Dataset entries
################

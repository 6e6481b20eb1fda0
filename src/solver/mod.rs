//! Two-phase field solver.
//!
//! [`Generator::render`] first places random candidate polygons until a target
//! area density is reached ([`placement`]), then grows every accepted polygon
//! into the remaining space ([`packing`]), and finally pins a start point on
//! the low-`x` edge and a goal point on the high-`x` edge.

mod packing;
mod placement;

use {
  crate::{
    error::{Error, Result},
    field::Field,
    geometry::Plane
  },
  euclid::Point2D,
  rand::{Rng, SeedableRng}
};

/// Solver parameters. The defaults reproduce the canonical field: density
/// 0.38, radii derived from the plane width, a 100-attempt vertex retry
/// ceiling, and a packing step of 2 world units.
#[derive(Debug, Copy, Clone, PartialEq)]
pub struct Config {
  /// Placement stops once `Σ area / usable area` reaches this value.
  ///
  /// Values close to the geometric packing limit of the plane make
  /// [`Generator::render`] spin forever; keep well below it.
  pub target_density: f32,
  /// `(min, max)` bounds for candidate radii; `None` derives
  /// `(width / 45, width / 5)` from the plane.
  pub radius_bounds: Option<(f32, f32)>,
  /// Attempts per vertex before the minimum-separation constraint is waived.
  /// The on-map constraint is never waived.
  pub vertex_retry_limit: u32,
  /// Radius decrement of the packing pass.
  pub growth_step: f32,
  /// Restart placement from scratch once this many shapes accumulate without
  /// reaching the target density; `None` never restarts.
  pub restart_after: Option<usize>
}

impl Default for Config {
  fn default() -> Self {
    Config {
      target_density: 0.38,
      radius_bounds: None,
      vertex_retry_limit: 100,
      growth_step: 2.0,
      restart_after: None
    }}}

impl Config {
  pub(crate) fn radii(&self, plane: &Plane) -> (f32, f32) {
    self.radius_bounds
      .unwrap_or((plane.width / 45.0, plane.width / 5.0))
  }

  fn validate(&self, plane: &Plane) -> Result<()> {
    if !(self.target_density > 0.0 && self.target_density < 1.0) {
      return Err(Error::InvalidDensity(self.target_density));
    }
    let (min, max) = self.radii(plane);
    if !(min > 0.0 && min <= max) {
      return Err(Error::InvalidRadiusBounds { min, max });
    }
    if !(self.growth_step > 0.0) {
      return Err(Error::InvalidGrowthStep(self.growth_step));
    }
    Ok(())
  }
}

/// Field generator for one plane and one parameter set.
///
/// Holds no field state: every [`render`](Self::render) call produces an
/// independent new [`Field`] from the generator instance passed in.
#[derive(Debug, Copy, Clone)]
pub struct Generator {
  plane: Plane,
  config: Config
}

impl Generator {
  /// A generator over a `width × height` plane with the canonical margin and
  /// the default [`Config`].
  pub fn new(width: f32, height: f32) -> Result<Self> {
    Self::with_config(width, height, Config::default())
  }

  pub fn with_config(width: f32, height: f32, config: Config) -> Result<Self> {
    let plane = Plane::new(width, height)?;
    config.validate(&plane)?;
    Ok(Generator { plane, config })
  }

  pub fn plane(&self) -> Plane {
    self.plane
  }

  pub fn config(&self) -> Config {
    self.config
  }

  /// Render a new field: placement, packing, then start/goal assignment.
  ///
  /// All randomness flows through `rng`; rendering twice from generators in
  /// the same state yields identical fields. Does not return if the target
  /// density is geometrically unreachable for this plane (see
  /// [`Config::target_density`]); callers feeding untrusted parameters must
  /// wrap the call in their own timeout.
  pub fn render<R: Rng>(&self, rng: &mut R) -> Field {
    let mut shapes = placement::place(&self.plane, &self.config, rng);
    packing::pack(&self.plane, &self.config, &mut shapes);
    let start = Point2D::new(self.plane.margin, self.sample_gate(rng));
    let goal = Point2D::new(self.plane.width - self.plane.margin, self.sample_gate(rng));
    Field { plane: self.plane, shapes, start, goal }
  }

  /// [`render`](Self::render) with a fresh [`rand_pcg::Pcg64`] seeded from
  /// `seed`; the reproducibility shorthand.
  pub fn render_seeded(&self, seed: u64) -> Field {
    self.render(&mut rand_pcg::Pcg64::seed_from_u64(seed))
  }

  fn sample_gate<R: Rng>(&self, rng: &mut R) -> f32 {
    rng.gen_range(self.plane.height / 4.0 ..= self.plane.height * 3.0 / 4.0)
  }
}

################

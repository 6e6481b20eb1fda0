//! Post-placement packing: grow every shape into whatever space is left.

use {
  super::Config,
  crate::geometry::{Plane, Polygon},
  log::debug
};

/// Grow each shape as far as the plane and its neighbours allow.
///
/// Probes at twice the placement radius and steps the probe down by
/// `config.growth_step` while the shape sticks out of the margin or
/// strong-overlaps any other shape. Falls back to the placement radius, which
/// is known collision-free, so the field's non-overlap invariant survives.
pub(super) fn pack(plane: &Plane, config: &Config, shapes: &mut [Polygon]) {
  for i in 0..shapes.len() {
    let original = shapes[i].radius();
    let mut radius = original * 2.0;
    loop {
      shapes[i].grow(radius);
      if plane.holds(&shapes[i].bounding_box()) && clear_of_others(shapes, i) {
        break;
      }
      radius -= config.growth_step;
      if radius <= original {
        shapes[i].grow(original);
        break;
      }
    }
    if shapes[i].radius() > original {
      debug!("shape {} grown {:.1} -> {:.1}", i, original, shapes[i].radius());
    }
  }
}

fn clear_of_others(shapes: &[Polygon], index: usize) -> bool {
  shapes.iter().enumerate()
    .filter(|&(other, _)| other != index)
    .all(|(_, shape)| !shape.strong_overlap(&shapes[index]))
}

################

> EXERCISE DESCRIPTION
An answer is complete only when it holds every line above containing the string "index".

> PROBLEM SOLUTION
fn clear_of_others(shapes: &[Polygon], index: usize) -> bool {
    .filter(|&(other, _)| other != index)
    .all(|(_, shape)| !shape.strong_overlap(&shapes[index]))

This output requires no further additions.